The English system is based in principle on a firkin containing 62.5 pounds averdepois of water, the Arab system is based on a cube with an edge of 304.401 mm. with a volume of 28.125 c.c. which is 62 pounds averdepois but 62.5 Arab ratl of 450 grams. The cube of 28,350 c.c. contains 63 ratl. Hence, Arab measures may be reduced as 62:62.5 =124:125 or 62.5:63 = 125:126. Hinz reports that E. W. Lane in 1836 A.D. stated that the Egyptian grain is 127/128 of English grain.

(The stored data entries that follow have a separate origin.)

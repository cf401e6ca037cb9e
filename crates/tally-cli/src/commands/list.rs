//! List command - prints stored records, newest registrations first.

use anyhow::{Context, Result};
use tally::RecordStore;

use crate::style::{self, colors::SemanticStyle, print_hint, print_warn};

pub fn run(project: &str, limit: Option<u64>) -> Result<()> {
    let config = super::load_config(project)?;
    let store = super::open_store(&config)?;

    let mut records = store.fetch_all().context("Failed to read records")?;
    if records.is_empty() {
        print_warn("No records yet.");
        print_hint("Generate some with `tally run` or `tally generate`.");
        return Ok(());
    }

    let total = records.len();
    records.sort_by(|a, b| b.registered_on.cmp(&a.registered_on));
    records.truncate(limit.map_or(total, super::count_arg));

    println!("{}", style::records_table(&records));
    println!("{}", format!("({} of {total} records)", records.len()).muted());
    Ok(())
}
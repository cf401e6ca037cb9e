//! Chart-ready aggregates over the full record set.
//!
//! Every function here is pure: it takes the records and the quota table
//! and returns owned series. The scheduler rebuilds a [`DashboardSnapshot`]
//! after each productive batch and publishes it; nothing is updated in
//! place.

use std::collections::{BTreeMap, BTreeSet};
use std::fmt::{self, Display};

use chrono::Datelike;
use serde::Serialize;
use tally_types::{Category, HistoricalWindow, QuotaTable, Record};

/// Active registrations in one calendar year.
#[derive(Debug, Clone, Copy, PartialEq, Eq, Serialize)]
pub struct YearCount {
    pub year: i32,
    pub count: usize,
}

/// Active records in one category bucket.
#[derive(Debug, Clone, PartialEq, Eq, Serialize)]
pub struct CategoryShare {
    pub category: Category,
    pub count: usize,
}

/// Registrations per month (January first) for one category.
#[derive(Debug, Clone, PartialEq, Eq, Serialize)]
pub struct MonthlySeries {
    pub category: Category,
    pub counts: [usize; 12],
}

/// Monthly registrations for one year, one series per category present.
#[derive(Debug, Clone, PartialEq, Eq, Serialize)]
pub struct MonthlyTrend {
    pub year: i32,
    pub series: Vec<MonthlySeries>,
}

/// Progress of one category toward its target.
#[derive(Debug, Clone, PartialEq, Serialize)]
pub struct TargetProgress {
    pub category: Category,
    pub actual: usize,
    pub target: i64,
    /// Percentage of the target reached, capped at 100.
    pub percent: f64,
}

impl TargetProgress {
    /// True once the active count reaches the target. Non-positive targets
    /// are always met.
    pub fn is_met(&self) -> bool {
        i64::try_from(self.actual).is_ok_and(|actual| actual >= self.target)
    }
}

impl Display for TargetProgress {
    fn fmt(&self, f: &mut fmt::Formatter<'_>) -> fmt::Result {
        write!(f, "{}/{} ({:.0}%)", self.actual, self.target, self.percent)
    }
}

/// Immutable view of every chart, built from one read of the store.
#[derive(Debug, Clone, PartialEq, Serialize)]
pub struct DashboardSnapshot {
    pub total_records: usize,
    pub active_records: usize,
    /// Distinct raw category names across all records, before bucketing.
    pub department_count: usize,
    pub registrations_by_year: Vec<YearCount>,
    pub department_distribution: Vec<CategoryShare>,
    pub monthly_trend: MonthlyTrend,
    pub target_achievement: Vec<TargetProgress>,
}

impl DashboardSnapshot {
    /// Aggregates `records`; the monthly trend covers `year`.
    pub fn build(records: &[Record], quotas: &QuotaTable, year: i32) -> Self {
        let department_count = records
            .iter()
            .map(|r| r.category.as_str())
            .collect::<BTreeSet<_>>()
            .len();

        Self {
            total_records: records.len(),
            active_records: records.iter().filter(|r| r.active).count(),
            department_count,
            registrations_by_year: registration_growth(records),
            department_distribution: department_distribution(records, quotas),
            monthly_trend: monthly_trend(records, quotas, year),
            target_achievement: target_achievement(records, quotas),
        }
    }

    /// True when every quota category has reached its target.
    pub fn all_targets_met(&self) -> bool {
        self.target_achievement.iter().all(TargetProgress::is_met)
    }
}

/// Active records per creation year, ascending.
pub fn registration_growth(records: &[Record]) -> Vec<YearCount> {
    let mut per_year: BTreeMap<i32, usize> = BTreeMap::new();
    for record in records.iter().filter(|r| r.active) {
        *per_year.entry(record.registered_on.year()).or_default() += 1;
    }
    per_year
        .into_iter()
        .map(|(year, count)| YearCount { year, count })
        .collect()
}

/// Active records per category bucket, ordered by category name.
pub fn department_distribution(records: &[Record], quotas: &QuotaTable) -> Vec<CategoryShare> {
    let mut per_category: BTreeMap<Category, usize> = BTreeMap::new();
    for record in records.iter().filter(|r| r.active) {
        *per_category.entry(quotas.bucket(&record.category)).or_default() += 1;
    }
    per_category
        .into_iter()
        .map(|(category, count)| CategoryShare { category, count })
        .collect()
}

/// Monthly registrations in `year` per category bucket.
///
/// Counts every record created that year, active or not; categories with no
/// records that year get no series.
pub fn monthly_trend(records: &[Record], quotas: &QuotaTable, year: i32) -> MonthlyTrend {
    let mut per_category: BTreeMap<Category, [usize; 12]> = BTreeMap::new();
    for record in records.iter().filter(|r| r.registered_on.year() == year) {
        let month = record.registered_on.month0() as usize;
        per_category
            .entry(quotas.bucket(&record.category))
            .or_insert([0; 12])[month] += 1;
    }
    MonthlyTrend {
        year,
        series: per_category
            .into_iter()
            .map(|(category, counts)| MonthlySeries { category, counts })
            .collect(),
    }
}

/// Active count against target for every quota category except `Other`.
pub fn target_achievement(records: &[Record], quotas: &QuotaTable) -> Vec<TargetProgress> {
    quotas
        .iter()
        .filter(|(category, _)| !category.is_other())
        .map(|(category, target)| {
            let actual = records
                .iter()
                .filter(|r| r.active && quotas.bucket(&r.category) == *category)
                .count();
            let percent = (100.0 * actual as f64 / target.max(1) as f64).min(100.0);
            TargetProgress {
                category: category.clone(),
                actual,
                target,
                percent,
            }
        })
        .collect()
}

/// Selected year for the monthly trend, bounded by the window.
#[derive(Debug, Clone, Copy, PartialEq, Eq)]
pub struct YearCursor {
    window: HistoricalWindow,
    year: i32,
}

impl YearCursor {
    /// Starts at the window's last year.
    pub fn new(window: HistoricalWindow) -> Self {
        Self {
            window,
            year: window.end_year(),
        }
    }

    /// Starts at `year`, or `None` if it lies outside the window.
    pub fn at(window: HistoricalWindow, year: i32) -> Option<Self> {
        window.contains_year(year).then_some(Self { window, year })
    }

    pub fn year(&self) -> i32 {
        self.year
    }

    /// Steps back one year. Returns false at the first year.
    pub fn previous(&mut self) -> bool {
        if self.year > self.window.start_year() {
            self.year -= 1;
            true
        } else {
            false
        }
    }

    /// Steps forward one year. Returns false at the last year.
    pub fn next(&mut self) -> bool {
        if self.year < self.window.end_year() {
            self.year += 1;
            true
        } else {
            false
        }
    }

    pub fn label(&self) -> String {
        format!("{} Registration Growth", self.year)
    }
}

Arab metrics are connected with those of Hellenistic Egypt. The treatise of St. Epiphanios is essentially concerned with the jar containing 22 pints of wine and states that this jar is of Egyptian origin. Segrè stressed the fundamental role of the unit of 22 pints in the metrics of Hellenistic Egypt, but did not have access to the full text of St. Epiphanios which explains the significance of this unit. I have reported that what St. Epiphanios describes is a jar which was a volume of a wheat unit, but when filled with wine is filled only to the level of unit averdepois. This means that there were units for wine based on the ounce averdepois and units for wheat based on the wheat ounce, Segrè anchored his reconstruction of the metrics of Greek papyri on a modius xystus, “shaven peck,” of 21.6 or 22 pints, and on modius cumulatus, “heaped eck,” of 24 pints. The first is a unit averdepois and the second a wheat unit. The typical artaba of Hellenistic Egypt is connected with the first modius; the artaba is equal to 80 litrai, the unit by which coins are calculated. The same pattern is continued by Arab metrics, assuming a relation 11:12 between ounce averdepois and wheat ounce, but this ratio involves adjustments because by it either the first ounce is raised to 28.512 grams or the second is lowered to 20.927 grams.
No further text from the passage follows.